5. Versifikasi (Rima dan Ritma)
a. Rima
Rima adalah pengulangan bunyi dalam puisi untuk membentuk musikalitas atau orkestrasi. Dengan pengulangan bunyi itu, puisi menjadi merdu jika dibaca. Untuk mengulang bunyi ini, penyair juga mempertimbangkan lambang bunyi. Dengan cara ini, pemilihan bunyi-bunyi mendukung perasaan dan suasana puisi.
b. Ritma
Ritma sangat berhubungan dengan bunyi dan juga berhubungan dengan pengulangan bunyi, kata, frasa, dan kalimat. Ritma juga dapat dibayangkan seperti tembang Jawa. Dalam tembang tersebut irama berupa pemotongan baris-baris puisi secara berulang-ulang setiap empat suku kata pada baris-baris puisi sehingga menimbulkan gelombang yang teratur.
6. Tata Wajah (Tipografi)
Tipografi merupakan pembeda yang penting antara puisi dengan prosa dan drama. Baris puisi tidak bermula dari tepi kiri dan berakhir ke tepi kanan baris. Tepi kiri atau tepi kanan dari halaman yang memuat puisi belum tentu terpenuhi tulisan, hal mana tidak berlaku lagi tulisan yang berbentuk prosa (Waluyo, 2005:97).
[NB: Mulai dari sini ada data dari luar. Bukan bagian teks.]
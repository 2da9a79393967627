use std::fs::{create_dir_all, File, OpenOptions};
use std::path::Path;
use std::sync::{Mutex, OnceLock};

use tracing_subscriber::EnvFilter;

use crate::config::LoggingConfig;

static TRACING_INIT: OnceLock<()> = OnceLock::new();

/// Install the global fmt subscriber once. `RUST_LOG` wins over the configured level; when a
/// log file is configured, events are appended to it instead of written to stderr.
pub fn init_tracing(config: &LoggingConfig) {
    TRACING_INIT.get_or_init(|| {
        let level = fallback_level(&config.level);
        let make_filter = || {
            EnvFilter::try_from_default_env()
                .or_else(|_| EnvFilter::try_new(level))
                .unwrap_or_else(|_| EnvFilter::new("info"))
        };

        match config.file.as_deref().and_then(open_log_file) {
            Some(file) => {
                let _ = tracing_subscriber::fmt()
                    .with_env_filter(make_filter())
                    .with_target(true)
                    .with_ansi(false)
                    .with_writer(Mutex::new(file))
                    .try_init();
            }
            None => {
                let _ = tracing_subscriber::fmt()
                    .with_env_filter(make_filter())
                    .with_target(true)
                    .try_init();
            }
        }
    });
}

fn fallback_level(level: &str) -> &'static str {
    match level.trim().to_ascii_lowercase().as_str() {
        "trace" => "trace",
        "debug" => "debug",
        "info" => "info",
        "warn" => "warn",
        "error" => "error",
        _ => "info",
    }
}

fn open_log_file(path: &Path) -> Option<File> {
    if let Some(parent) = path.parent().filter(|parent| !parent.as_os_str().is_empty()) {
        if let Err(error) = create_dir_all(parent) {
            eprintln!(
                "failed to create log directory '{}': {error}",
                parent.display()
            );
            return None;
        }
    }
    match OpenOptions::new().create(true).append(true).open(path) {
        Ok(file) => Some(file),
        Err(error) => {
            eprintln!("failed to open log file '{}': {error}", path.display());
            None
        }
    }
}
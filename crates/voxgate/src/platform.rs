pub mod adapters;
pub mod factory;

pub use adapters::{Platform, SharedPlatform};
pub use factory::default_platform;
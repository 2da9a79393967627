use std::path::Path;
use std::process::{Command, ExitStatus, Stdio};

use super::Platform;
use crate::error::{GatewayError, GatewayResult};

#[derive(Debug, Default)]
pub struct PortablePlatform;

impl PortablePlatform {
    pub fn new() -> Self {
        Self
    }
}

impl Platform for PortablePlatform {
    fn id(&self) -> &str {
        "portable"
    }

    fn lock_screen(&self) -> GatewayResult<()> {
        lock_screen_native()
    }

    fn toggle_media(&self) -> GatewayResult<()> {
        toggle_media_native()
    }

    fn launch(&self, path: &Path) -> GatewayResult<()> {
        launch_native(path)
    }
}

fn ensure_command_success(status: ExitStatus, command_label: &str) -> GatewayResult<()> {
    if status.success() {
        Ok(())
    } else {
        Err(GatewayError::Platform(format!(
            "{command_label} failed with status {status}"
        )))
    }
}

fn run(program: &str, args: &[&str]) -> GatewayResult<()> {
    let status = Command::new(program)
        .args(args)
        .stdout(Stdio::null())
        .stderr(Stdio::null())
        .status()
        .map_err(|error| GatewayError::Platform(format!("failed to run {program}: {error}")))?;
    ensure_command_success(status, program)
}

#[cfg(target_os = "linux")]
fn lock_screen_native() -> GatewayResult<()> {
    run("loginctl", &["lock-session"])
}

#[cfg(target_os = "macos")]
fn lock_screen_native() -> GatewayResult<()> {
    run("pmset", &["displaysleepnow"])
}

#[cfg(not(any(target_os = "linux", target_os = "macos")))]
fn lock_screen_native() -> GatewayResult<()> {
    Err(GatewayError::Platform(
        "lock screen is not supported on this platform".to_string(),
    ))
}

#[cfg(target_os = "linux")]
fn toggle_media_native() -> GatewayResult<()> {
    run("playerctl", &["play-pause"])
}

#[cfg(not(target_os = "linux"))]
fn toggle_media_native() -> GatewayResult<()> {
    Err(GatewayError::Platform(
        "media toggle is not supported on this platform".to_string(),
    ))
}

#[cfg(target_os = "macos")]
fn launch_native(path: &Path) -> GatewayResult<()> {
    run("open", &[&path.to_string_lossy()])
}

#[cfg(not(target_os = "macos"))]
fn launch_native(path: &Path) -> GatewayResult<()> {
    Command::new(path)
        .stdin(Stdio::null())
        .stdout(Stdio::null())
        .stderr(Stdio::null())
        .spawn()
        .map(|_| ())
        .map_err(|error| {
            GatewayError::Platform(format!("failed to launch {}: {error}", path.display()))
        })
}
use std::sync::Arc;

use super::adapters::SharedPlatform;

pub fn default_platform() -> SharedPlatform {
    #[cfg(target_os = "windows")]
    {
        Arc::new(super::adapters::windows::WindowsPlatform::new())
    }

    #[cfg(not(target_os = "windows"))]
    {
        Arc::new(super::adapters::portable::PortablePlatform::new())
    }
}
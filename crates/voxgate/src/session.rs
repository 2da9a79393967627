pub mod handler;
pub mod manager;

pub use handler::handle_connection;
pub use manager::{ConnectionGuard, ConnectionInfo, ConnectionManager};
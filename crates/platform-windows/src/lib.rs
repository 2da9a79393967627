#[cfg(target_os = "windows")]
mod media;
#[cfg(target_os = "windows")]
mod session;

#[cfg(target_os = "windows")]
pub use media::toggle_media_playback;
#[cfg(target_os = "windows")]
pub use session::lock_workstation;
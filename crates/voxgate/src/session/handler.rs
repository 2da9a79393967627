use std::any::Any;
use std::net::SocketAddr;
use std::panic::AssertUnwindSafe;

use axum::extract::ws::{close_code, CloseFrame, Message, WebSocket};
use futures_util::FutureExt;

use crate::pipeline::{AudioStream, Pipeline};
use crate::session::manager::ConnectionManager;

/// Reply to a request whose handling panicked. It is sent before the close frame.
pub const INTERNAL_ERROR_REPLY: &str = "ERROR: Internal error while handling request";

/// Message loop for one websocket connection.
///
/// Messages are handled strictly in order: the next one is not read until the reply to the
/// current one has been sent. A panic while handling a message is answered with
/// [`INTERNAL_ERROR_REPLY`], then closes this connection with an error frame and leaves every
/// other connection running.
pub async fn handle_connection(
    mut socket: WebSocket,
    peer: Option<SocketAddr>,
    pipeline: Pipeline,
    connections: ConnectionManager,
) {
    let guard = match connections.register(peer) {
        Ok(guard) => guard,
        Err(error) => {
            tracing::error!("failed to register connection: {error}");
            let _ = socket.send(close_message(close_code::ERROR, "internal error")).await;
            return;
        }
    };
    let id = guard.id().to_string();
    let peer_label = peer
        .map(|addr| addr.to_string())
        .unwrap_or_else(|| "unknown".to_string());
    tracing::info!("connection {id} opened from {peer_label}");

    let mut audio = AudioStream::default();
    while let Some(message) = socket.recv().await {
        let message = match message {
            Ok(message) => message,
            Err(error) => {
                tracing::warn!("connection {id}: receive failed: {error}");
                break;
            }
        };

        let reply = match message {
            Message::Text(text) => {
                AssertUnwindSafe(pipeline.handle_transcript(&text))
                    .catch_unwind()
                    .await
            }
            Message::Binary(frame) => {
                AssertUnwindSafe(pipeline.handle_audio(&mut audio, &frame))
                    .catch_unwind()
                    .await
            }
            Message::Ping(_) | Message::Pong(_) => continue,
            Message::Close(_) => break,
        };

        match reply {
            Ok(status) => {
                guard.record_message();
                if let Err(error) = socket.send(Message::Text(status)).await {
                    tracing::warn!("connection {id}: send failed: {error}");
                    break;
                }
            }
            Err(panic) => {
                tracing::error!(
                    "connection {id}: message handling panicked: {}",
                    panic_message(panic.as_ref())
                );
                let _ = socket.send(Message::Text(INTERNAL_ERROR_REPLY.to_string())).await;
                let _ = socket.send(close_message(close_code::ERROR, "internal error")).await;
                break;
            }
        }
    }

    tracing::info!("connection {id} closed");
}

fn close_message(code: u16, reason: &'static str) -> Message {
    Message::Close(Some(CloseFrame {
        code,
        reason: reason.into(),
    }))
}

fn panic_message(panic: &(dyn Any + Send)) -> &str {
    if let Some(message) = panic.downcast_ref::<&'static str>() {
        *message
    } else if let Some(message) = panic.downcast_ref::<String>() {
        message.as_str()
    } else {
        "unknown panic"
    }
}
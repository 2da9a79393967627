use serde::Serialize;
use std::collections::HashMap;
use std::net::SocketAddr;
use std::sync::{Arc, Mutex, MutexGuard};

use crate::error::{GatewayError, GatewayResult};
use crate::utils::time::{now_rfc3339, now_secs};

#[derive(Debug, Clone, Serialize, PartialEq, Eq)]
pub struct ConnectionInfo {
    pub id: String,
    #[serde(skip_serializing_if = "Option::is_none")]
    pub peer: Option<String>,
    pub connected_at: String,
    pub messages: u64,
    #[serde(skip_serializing_if = "Option::is_none")]
    pub last_message_at: Option<u64>,
}

/// Tracks live websocket connections. Cloning shares the registry.
#[derive(Debug, Clone, Default)]
pub struct ConnectionManager {
    active: Arc<Mutex<HashMap<String, ConnectionInfo>>>,
}

/// Registration of one connection. Dropping it removes the connection from the registry,
/// including when the connection task unwinds.
#[derive(Debug)]
pub struct ConnectionGuard {
    manager: ConnectionManager,
    id: String,
}

impl ConnectionManager {
    pub fn new() -> Self {
        Self::default()
    }

    pub fn register(&self, peer: Option<SocketAddr>) -> GatewayResult<ConnectionGuard> {
        let id = uuid::Uuid::new_v4().to_string();
        let info = ConnectionInfo {
            id: id.clone(),
            peer: peer.map(|addr| addr.to_string()),
            connected_at: now_rfc3339(),
            messages: 0,
            last_message_at: None,
        };
        self.lock()?.insert(id.clone(), info);
        Ok(ConnectionGuard {
            manager: self.clone(),
            id,
        })
    }

    pub fn unregister(&self, id: &str) -> GatewayResult<Option<ConnectionInfo>> {
        Ok(self.lock()?.remove(id))
    }

    pub fn record_message(&self, id: &str) -> GatewayResult<()> {
        if let Some(info) = self.lock()?.get_mut(id) {
            info.messages += 1;
            info.last_message_at = Some(now_secs());
        }
        Ok(())
    }

    pub fn active_count(&self) -> GatewayResult<usize> {
        Ok(self.lock()?.len())
    }

    /// Live connections, oldest first.
    pub fn list(&self) -> GatewayResult<Vec<ConnectionInfo>> {
        let mut connections: Vec<ConnectionInfo> = self.lock()?.values().cloned().collect();
        connections.sort_by(|a, b| a.connected_at.cmp(&b.connected_at).then(a.id.cmp(&b.id)));
        Ok(connections)
    }

    fn lock(&self) -> GatewayResult<MutexGuard<'_, HashMap<String, ConnectionInfo>>> {
        self.active
            .lock()
            .map_err(|_| GatewayError::Internal("connection registry lock poisoned".to_string()))
    }
}

impl ConnectionGuard {
    pub fn id(&self) -> &str {
        &self.id
    }

    pub fn record_message(&self) {
        if let Err(error) = self.manager.record_message(&self.id) {
            tracing::warn!("connection {}: {error}", self.id);
        }
    }
}

impl Drop for ConnectionGuard {
    fn drop(&mut self) {
        if let Err(error) = self.manager.unregister(&self.id) {
            tracing::warn!("connection {}: {error}", self.id);
        }
    }
}
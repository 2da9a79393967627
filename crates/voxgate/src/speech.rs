//! Speech-to-text seam for binary audio messages.

pub mod engine;
pub mod unavailable;
#[cfg(feature = "vosk")]
pub mod vosk_engine;

use std::sync::Arc;

pub use engine::{
    decode_pcm16le, listening_status, transcription_failure, Recognizer, SharedSpeechEngine,
    SpeechEngine, Transcript,
};
pub use unavailable::UnavailableSpeech;

use crate::config::SpeechConfig;

/// The configured engine, or [`UnavailableSpeech`] when no model can be loaded.
pub fn build_speech(config: &SpeechConfig) -> SharedSpeechEngine {
    let Some(model_path) = config.model_path.as_deref() else {
        tracing::info!("no speech model configured; audio messages will be rejected");
        return Arc::new(UnavailableSpeech);
    };

    #[cfg(feature = "vosk")]
    {
        match vosk_engine::VoskSpeech::load(model_path, config.sample_rate) {
            Ok(engine) => {
                tracing::info!("loaded speech model from {}", model_path.display());
                Arc::new(engine)
            }
            Err(error) => {
                tracing::error!("{error}");
                Arc::new(UnavailableSpeech)
            }
        }
    }

    #[cfg(not(feature = "vosk"))]
    {
        tracing::warn!(
            "speech model {} configured but this build has no speech engine",
            model_path.display()
        );
        Arc::new(UnavailableSpeech)
    }
}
Selain struktur fisik puisi, terdapat pula struktur batin puisi. I.A. Richards (dalam Waluyo, 2005:106) mengatakan makna atau struktur batin itu dengan istilah hakikat puisi. Ada empat unsur hakikat puisi, yakni: tema (sense), perasaan penyair (feeling), nada atau sikap penyair terhadap pembaca (tone), dan amanat (intention).
Tema merupakan gagasan pokok atau subject-matter yang dikemukakan oleh penyair. Pokok pikiran atau pokok persoalan itu begitu kuat mendesak dalam jiwa penyair, sehingga menjadi landasan utama pengucapannya. Contoh tema puisi sesuai dengan Pancasila antara lain tema ketuhanan, tema kemanusiaan, tema patriotisme/kebangsaan, dan tema keadilan sosial.
Dalam menciptakan puisi, suasana perasaan penyair ikut diekspresikan dan harus dapat dihayati oleh pembaca. Untuk mengungkapkan tema yang sama, penyair yang satu dengan perasaan yang berbeda dari penyair lainnya, sehingga hasil puisi yang diciptakan berbeda pula.
Nada merupakan sikap penyair terhadap pembaca, sedangkan susasana adalah keadaan jiwa pembaca setelah membaca puisi itu atau akibat psikologis yang ditimbulkan puisi itu terhadap pembaca.
Amanat yang hendak disampaikan oleh penyair dapat ditelaah setelah kita memahami tema, rasa, dan nada puisi.